Friday, May 13, 2011

Baby Chicks!

So here's the 101 on chickens and eggs. A chicken is born to lay an egg a day. When she is about 5 months old, she just looks for a quite soft spot and she lays an egg. She does not need a rooster to lay an egg. The egg she will lay will never turn into a baby chick. BUT, if you have a rooster with your chickens, there will come a rooster mating season. Rooster mating season lasts quite a few months. The roosters get on the chickens like all day every day. They do their thang and there is no doubt that during rooster mating season that all the eggs that the chickesn lay are now fertilized. SO, during rooster mating season, you still just take the eggs and put them in the fridge. They will not turn into baby chicks in the fridge or in your frying pan. BUT if you want baby chicks, you just stick the eggs in an incubator instead of the fridge. That's right, during rooster mating season, ever single egg that the chicken lays will no doubt be fertilized. Which leads to the questing: What about the eggs I buy at the store? So the eggs that you buy from the store: they are probably not fertilized because they come from sad chickens that are couped up in a large barn that never see the light of day and are literally living side by side with thousands of other chickens just living in their own poop. Yes. The eggs you buy at the store, even if they are the nice brown eggs that say cage free, come from sad chickens. The mass producers of even the brown cage free eggs have found a loop hole. They literally make a door in their overstuffed barn for the chickens to walk out. BUT they pour a pile of dirt in front of the door and the chickens never go past that dirt. SAD. Now, here's how you know that you are eating a happy chicken egg: The yolk. The yolk in our eggs is BRIGHT ORANGE. That's because our chickens are outside eating fresh grass and bugs all day. The yolk in a sad chicken egg is pale yellow. Grain fed, hormone induced sad chickens...
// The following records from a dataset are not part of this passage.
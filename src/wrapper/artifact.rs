// Loadable artifacts and the symbols they define

use std::any::Any;
use std::collections::HashMap;
use std::panic::{self, AssertUnwindSafe};
use std::path::{Path, PathBuf};
use std::sync::Arc;

use crate::error::RegistryError;

use super::traits::{BoxError, CompilerWrapper};
use super::LoadResult;

/// In-process constructor for a wrapper
pub type NativeConstructor = Arc<dyn Fn() -> Box<dyn CompilerWrapper> + Send + Sync>;

/// Wrap a plain constructor closure as a [`NativeConstructor`]
pub fn native_constructor<F, W>(construct: F) -> NativeConstructor
where
    F: Fn() -> W + Send + Sync + 'static,
    W: CompilerWrapper + 'static,
{
    Arc::new(move || Box::new(construct()) as Box<dyn CompilerWrapper>)
}

/// One opened classpath entry (a shared library, or an in-memory symbol table)
pub trait Artifact: Send + Sync {
    fn location(&self) -> &Path;

    /// `None` when this artifact does not define `symbol`
    fn instantiate(&self, symbol: &str) -> Option<LoadResult<Box<dyn CompilerWrapper>>>;
}

/// Turns classpath files into artifacts
pub trait ArtifactOpener: Send + Sync {
    /// Start a fresh link scope. Every artifact of one namespace is opened
    /// through the same session, and no two namespaces share a session.
    fn session(&self) -> Box<dyn OpenSession>;
}

/// Opens the artifacts of a single namespace
pub trait OpenSession {
    /// `Ok(None)` for files this opener does not treat as artifacts
    fn open(&mut self, path: &Path) -> Result<Option<Box<dyn Artifact>>, BoxError>;
}

/// Symbols defined by name, each backed by a native constructor
#[derive(Clone, Default)]
pub struct SymbolTable {
    symbols: HashMap<String, NativeConstructor>,
}

impl SymbolTable {
    pub fn new() -> Self {
        Self::default()
    }

    pub fn define(&mut self, name: impl Into<String>, constructor: NativeConstructor) {
        self.symbols.insert(name.into(), constructor);
    }

    pub fn defines(&self, name: &str) -> bool {
        self.symbols.contains_key(name)
    }

    pub fn names(&self) -> Vec<&str> {
        self.symbols.keys().map(String::as_str).collect()
    }

    pub fn instantiate(
        &self,
        symbol: &str,
        location: &Path,
    ) -> Option<LoadResult<Box<dyn CompilerWrapper>>> {
        self.symbols
            .get(symbol)
            .map(|constructor| construct_native(symbol, location, constructor))
    }
}

impl std::fmt::Debug for SymbolTable {
    fn fmt(&self, f: &mut std::fmt::Formatter<'_>) -> std::fmt::Result {
        f.debug_struct("SymbolTable")
            .field("symbols", &self.names())
            .finish()
    }
}

/// Artifact whose symbols live in memory
#[derive(Debug)]
pub struct StaticArtifact {
    location: PathBuf,
    symbols: SymbolTable,
}

impl StaticArtifact {
    pub fn new(location: impl Into<PathBuf>, symbols: SymbolTable) -> Self {
        Self {
            location: location.into(),
            symbols,
        }
    }
}

impl Artifact for StaticArtifact {
    fn location(&self) -> &Path {
        &self.location
    }

    fn instantiate(&self, symbol: &str) -> Option<LoadResult<Box<dyn CompilerWrapper>>> {
        self.symbols.instantiate(symbol, &self.location)
    }
}

/// Run a native constructor, turning a panic into an instantiation failure
pub fn construct_native(
    symbol: &str,
    location: &Path,
    constructor: &NativeConstructor,
) -> LoadResult<Box<dyn CompilerWrapper>> {
    panic::catch_unwind(AssertUnwindSafe(|| constructor())).map_err(|payload| {
        RegistryError::InstantiationError {
            symbol: symbol.to_string(),
            location: location.display().to_string(),
            reason: format!("constructor panicked: {}", panic_message(payload.as_ref())),
        }
    })
}

pub(crate) fn panic_message(payload: &(dyn Any + Send)) -> String {
    if let Some(message) = payload.downcast_ref::<&str>() {
        message.to_string()
    } else if let Some(message) = payload.downcast_ref::<String>() {
        message.clone()
    } else {
        "unknown panic payload".to_string()
    }
}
So about a month ago, we saved 20 eggs. We just didn't collect eggs for a couple days. Then collected like 20 all at once and put them into an incubator. Exactly 21 days later, I heard little tiny pecks and teeny chirps...this video is what I saw. It was SO fun watching the baby chicks hatch! Now that we have chicks, we will either raise them for their eggs, or raise them for their meat, or sell them at any point. You can buy baby chicks or if you want eggs immidiately you can buy full grown layers.